Kelly Wenzel/The Courier via AP, Pool

Chris Soules has faced the big question. 

Last month, the former Bachelor was sentenced to a suspended two-year prison sentence to serve two years on probation for leaving the scene of an accident resulting in serious injury. That accident, which took place in Iowa in April 2017, resulted in the death of 66-year-old Kenneth Mosher, who had been riding a tractor at the time of the crash. 

“I was on my way to pick up one of our hired men,” Soules recalled to Good Morning America‘s Michael Strahan. “I was driving down a rural road, a country road in the dark and the next thing I know I’m basically coming to inside of one of our pickups.”

As the former reality star described, “Alls I remember is waking up and just saying, ‘I need help.’ That’s all I knew was something bad had happened and I needed help.”

As Soules would quickly find out, he was not the only one who needed help. After escaping out of one of the truck’s windows, Soules said he heard a voice saying, “Call 911.”

“I worked my way over to the voice in the ditch,” he said. “Came upon a man that was obviously seriously injured.”

After administering CPR and the paramedics arriving, Soules left the scene before law enforcement arrived, raising the question “Why?” to this day. 

“I don’t know that I was thinking clearly,” he told Strahan. “I notified the authorities of what had happened. The paramedics were there…I just know I was scared and wanted to be in a safer place. I just went home.”

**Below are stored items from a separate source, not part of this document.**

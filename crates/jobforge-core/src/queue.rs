//! The queue store's interface: the four-plus-two RPC surface the executor
//! and supervisor depend on. The concrete Postgres
//! implementation lives in the separate `jobforge-postgres` crate; this
//! crate only defines the contract and an in-memory fake lives in
//! `jobforge-testing`.

use async_trait::async_trait;
use chrono::{DateTime, Utc};
use uuid::Uuid;

use crate::classify::ErrorRecord;
use crate::job::{ClaimedJob, Disposition, Job};

/// Any failure talking to the queue store. Surfaced to callers as a single
/// kind; the executor converts this into a retryable `QueueError` outcome
/// for the *current* job.
#[derive(Debug, thiserror::Error)]
pub enum QueueError {
    #[error("transport error talking to queue store: {0}")]
    Transport(String),
    #[error("lease not held: job {job_id} is not locked by worker {worker_id}")]
    LeaseLost { job_id: Uuid, worker_id: String },
    #[error("job {0} not found")]
    NotFound(Uuid),
}

/// The queue store RPC surface.
///
/// All four core operations are implemented against a shared, transactional
/// store so that `claim` is race-free across concurrently-polling workers
/// and `heartbeat`/`complete` are rejected unless the caller holds the
/// lease.
#[async_trait]
pub trait QueueClient: Send + Sync {
    /// Atomically transitions up to `limit` eligible jobs `queued -> running`
    /// and returns them. Selection order is `run_at ASC, priority DESC (if
    /// present), created_at ASC`. Must never double-claim a job across
    /// concurrent callers.
    async fn claim(&self, worker_id: &str, limit: i64) -> Result<Vec<ClaimedJob>, QueueError>;

    /// Refreshes the lease on a running job. Fails with
    /// `QueueError::LeaseLost` if `worker_id` does not hold the lease or the
    /// job is no longer running.
    async fn heartbeat(&self, job_id: Uuid, worker_id: &str) -> Result<(), QueueError>;

    /// Terminal transition for one attempt. On `Failed`, the store decides
    /// retry-vs-dead internally based on `error.retryable` and remaining
    /// attempts — never the executor.
    async fn complete(
        &self,
        job_id: Uuid,
        worker_id: &str,
        disposition: Disposition,
        result: Option<serde_json::Value>,
        error: Option<ErrorRecord>,
    ) -> Result<(), QueueError>;

    /// Administrative: cancel a queued or running job.
    async fn cancel(&self, job_id: Uuid, tenant_id: Uuid) -> Result<(), QueueError>;

    /// Administrative: move a job's `run_at` without touching its status.
    async fn reschedule(
        &self,
        job_id: Uuid,
        tenant_id: Uuid,
        run_at: DateTime<Utc>,
    ) -> Result<(), QueueError>;

    /// Administrative: list jobs for a tenant. `filters` is store-specific;
    /// the core never interprets it.
    async fn list_jobs(
        &self,
        tenant_id: Uuid,
        filters: serde_json::Value,
    ) -> Result<Vec<Job>, QueueError>;
}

Soules also called a lawyer. “When I left, I called my parents. They’re both in consensus just said, ‘Call an attorney.'”

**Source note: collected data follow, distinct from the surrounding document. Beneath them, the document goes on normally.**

//! Worker-engine configuration shared by the supervisor and executor.
//! Parsing environment variables into this struct is `jobforge-worker`'s
//! job; this module only owns validation.

use std::time::Duration;

#[derive(Debug, thiserror::Error)]
pub enum ConfigError {
    #[error("worker_id must be non-empty and contain only alphanumerics, '-', or '_'")]
    InvalidWorkerId,
    #[error("heartbeat_interval * 2 must be less than store_lease_ttl (got heartbeat_interval={heartbeat_interval:?}, store_lease_ttl={store_lease_ttl:?})")]
    HeartbeatCadenceTooSlow {
        heartbeat_interval: Duration,
        store_lease_ttl: Duration,
    },
    #[error("poll_interval, heartbeat_interval, and job_timeout must all be > 0")]
    NonPositiveDuration,
    #[error("claim_limit and max_concurrent must both be > 0")]
    NonPositiveLimit,
}

/// Engine-level configuration.
#[derive(Debug, Clone)]
pub struct WorkerConfig {
    pub worker_id: String,
    pub poll_interval: Duration,
    pub heartbeat_interval: Duration,
    pub claim_limit: i64,
    pub max_concurrent: usize,
    pub job_timeout: Duration,
    pub shutdown_grace: Duration,
    /// The store's lease TTL, used only to validate the heartbeat cadence
    /// against it. The store owns the actual TTL enforcement.
    pub store_lease_ttl: Duration,
}

impl WorkerConfig {
    pub fn validate(&self) -> Result<(), ConfigError> {
        if self.worker_id.is_empty()
            || !self
                .worker_id
                .chars()
                .all(|c| c.is_ascii_alphanumeric() || c == '-' || c == '_')
        {
            return Err(ConfigError::InvalidWorkerId);
        }
        if self.poll_interval.is_zero()
            || self.heartbeat_interval.is_zero()
            || self.job_timeout.is_zero()
        {
            return Err(ConfigError::NonPositiveDuration);
        }
        if self.claim_limit <= 0 || self.max_concurrent == 0 {
            return Err(ConfigError::NonPositiveLimit);
        }
        if self.heartbeat_interval.saturating_mul(2) >= self.store_lease_ttl {
            return Err(ConfigError::HeartbeatCadenceTooSlow {
                heartbeat_interval: self.heartbeat_interval,
                store_lease_ttl: self.store_lease_ttl,
            });
        }
        Ok(())
    }
}

#[cfg(test)]
mod tests {
    use super::*;

    fn base() -> WorkerConfig {
        WorkerConfig {
            worker_id: "worker-1".to_string(),
            poll_interval: Duration::from_secs(2),
            heartbeat_interval: Duration::from_secs(30),
            claim_limit: 10,
            max_concurrent: 10,
            job_timeout: Duration::from_secs(60),
            shutdown_grace: Duration::from_secs(30),
            store_lease_ttl: Duration::from_secs(90),
        }
    }

    #[test]
    fn valid_config_passes() {
        assert!(base().validate().is_ok());
    }

    #[test]
    fn rejects_worker_id_with_bad_characters() {
        let mut cfg = base();
        cfg.worker_id = "worker 1!".to_string();
        assert!(matches!(cfg.validate(), Err(ConfigError::InvalidWorkerId)));
    }

    #[test]
    fn rejects_heartbeat_cadence_too_close_to_lease_ttl() {
        let mut cfg = base();
        cfg.heartbeat_interval = Duration::from_secs(50);
        cfg.store_lease_ttl = Duration::from_secs(90);
        assert!(matches!(
            cfg.validate(),
            Err(ConfigError::HeartbeatCadenceTooSlow { .. })
        ));
    }
}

However, Strahan raised the point that calling an attorney might have seemed like he was hiding something. “I had nothing to hide honestly,” he responded. 

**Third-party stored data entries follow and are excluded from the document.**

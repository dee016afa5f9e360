//! Correlation context. A per-attempt trace id, installed by the executor
//! on entry and cleared on exit, accessible from anywhere inside that
//! attempt's logical call tree without a process-wide global.

use tokio_util::sync::CancellationToken;
use uuid::Uuid;

tokio::task_local! {
    /// The ambient trace id for the task currently executing a job attempt.
    /// Only ever set by `JobExecutor::run` for the duration of one attempt;
    /// never read or written from outside an executor task.
    static TRACE_ID: Uuid;
}

/// Data passed explicitly to every handler invocation. Handlers that want
/// the ambient form instead of reading this struct can
/// call [`current_trace_id`] from anywhere inside their own call tree,
/// provided they stay on the task the executor installed the slot on.
#[derive(Debug, Clone)]
pub struct JobContext {
    pub job_id: Uuid,
    pub tenant_id: Uuid,
    pub attempt_no: i32,
    pub trace_id: Uuid,
    /// Signalled on timeout, shutdown, or (optionally) lease loss. Handlers
    /// are encouraged but not required to observe it.
    pub cancel: CancellationToken,
}

/// Runs `fut` with `trace_id` installed in the task-local slot. Concurrent
/// jobs never share a slot because each runs on its own spawned task and
/// `tokio::task_local!` is per-task storage.
pub async fn with_trace_id<F, T>(trace_id: Uuid, fut: F) -> T
where
    F: std::future::Future<Output = T>,
{
    TRACE_ID.scope(trace_id, fut).await
}

/// Reads the trace id installed by the enclosing executor task, if any.
/// Returns `None` outside of an executor-managed task (e.g. in the poll
/// loop itself), which is intentional: correlation is per-attempt, not
/// process-wide.
pub fn current_trace_id() -> Option<Uuid> {
    TRACE_ID.try_with(|id| *id).ok()
}

#[cfg(test)]
mod tests {
    use super::*;

    #[tokio::test]
    async fn trace_id_is_visible_inside_scope_and_absent_outside() {
        assert_eq!(current_trace_id(), None);
        let id = Uuid::new_v4();
        let seen = with_trace_id(id, async { current_trace_id() }).await;
        assert_eq!(seen, Some(id));
        assert_eq!(current_trace_id(), None);
    }

    #[tokio::test]
    async fn concurrent_jobs_do_not_see_each_others_trace_id() {
        let a = Uuid::new_v4();
        let b = Uuid::new_v4();

        let task_a = tokio::spawn(with_trace_id(a, async {
            tokio::time::sleep(std::time::Duration::from_millis(10)).await;
            current_trace_id()
        }));
        let task_b = tokio::spawn(with_trace_id(b, async { current_trace_id() }));

        let (seen_a, seen_b) = tokio::join!(task_a, task_b);
        assert_eq!(seen_a.unwrap(), Some(a));
        assert_eq!(seen_b.unwrap(), Some(b));
    }
}
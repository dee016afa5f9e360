//! The job data model shared by the queue client, executor, and registry.

use chrono::{DateTime, Utc};
use serde::{Deserialize, Serialize};
use uuid::Uuid;

/// Execution state of a job row, as owned by the queue store.
///
/// `Running` holds iff `locked_by` is set.
#[derive(Debug, Clone, Copy, PartialEq, Eq, Serialize, Deserialize)]
#[serde(rename_all = "snake_case")]
pub enum JobStatus {
    Queued,
    Running,
    Succeeded,
    Failed,
    Dead,
    Canceled,
}

impl JobStatus {
    /// Terminal statuses are absorbing for a given attempt.
    pub fn is_terminal(self) -> bool {
        matches!(
            self,
            JobStatus::Succeeded | JobStatus::Failed | JobStatus::Dead | JobStatus::Canceled
        )
    }
}

/// A job as claimed by this worker: the minimal shape the executor needs to
/// run an attempt. Mirrors the `RETURNING` clause of the claim query.
#[derive(Debug, Clone)]
pub struct ClaimedJob {
    pub id: Uuid,
    pub tenant_id: Uuid,
    pub job_type: String,
    pub payload: serde_json::Value,
    pub attempts: i32,
    pub max_attempts: i32,
    /// Present when the producer supplied one; the executor prefers this
    /// over generating a fresh trace id so that correlation survives across
    /// a producer's own request and the job that fulfills it.
    pub idempotency_key: Option<String>,
    pub correlation_id: Option<Uuid>,
}

/// The full wire shape of a job row, used by administrative operations
/// (`list_jobs`) where the executor's narrower `ClaimedJob` is insufficient.
#[derive(Debug, Clone, Serialize, Deserialize)]
pub struct Job {
    pub id: Uuid,
    pub tenant_id: Uuid,
    pub job_type: String,
    pub payload: serde_json::Value,
    pub status: JobStatus,
    pub attempts: i32,
    pub max_attempts: i32,
    pub run_at: DateTime<Utc>,
    pub locked_by: Option<String>,
    pub locked_at: Option<DateTime<Utc>>,
    pub heartbeat_at: Option<DateTime<Utc>>,
    pub created_at: DateTime<Utc>,
    pub error: Option<crate::classify::ErrorRecord>,
    pub idempotency_key: Option<String>,
}

/// Append-only record of one execution attempt.
#[derive(Debug, Clone, Serialize, Deserialize)]
pub struct Attempt {
    pub job_id: Uuid,
    pub attempt_no: i32,
    pub started_at: DateTime<Utc>,
    pub finished_at: Option<DateTime<Utc>>,
    pub error: Option<crate::classify::ErrorRecord>,
}

/// Terminal disposition reported to the queue store by `complete`.
#[derive(Debug, Clone, Copy, PartialEq, Eq, Serialize, Deserialize)]
#[serde(rename_all = "snake_case")]
pub enum Disposition {
    Succeeded,
    Failed,
}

The reality star also rejected suspicions that he had been drinking. “I was not drinking that night,” he answered. “The truck is not mine. It’s not even in my name. We employ over 15 people and those cans could have been anybody’s.” Soules further said there were four witnesses who had sworn under oath they saw no evidence of him appearing to be under the influence. 

In response to any criticism of his sentence, Soules noted, “The fact is I was never charged with causing the accident. I was charged with leaving the scene of a serious injury accident…My sentence is living with this for the rest of my life.”

As for Mosher’s family, he wants them to know “I did everything I could.”

“Wish I could have done more. Wish I could have saved his life,” he told Strahan. “I wish I wouldn’t have been on that road.”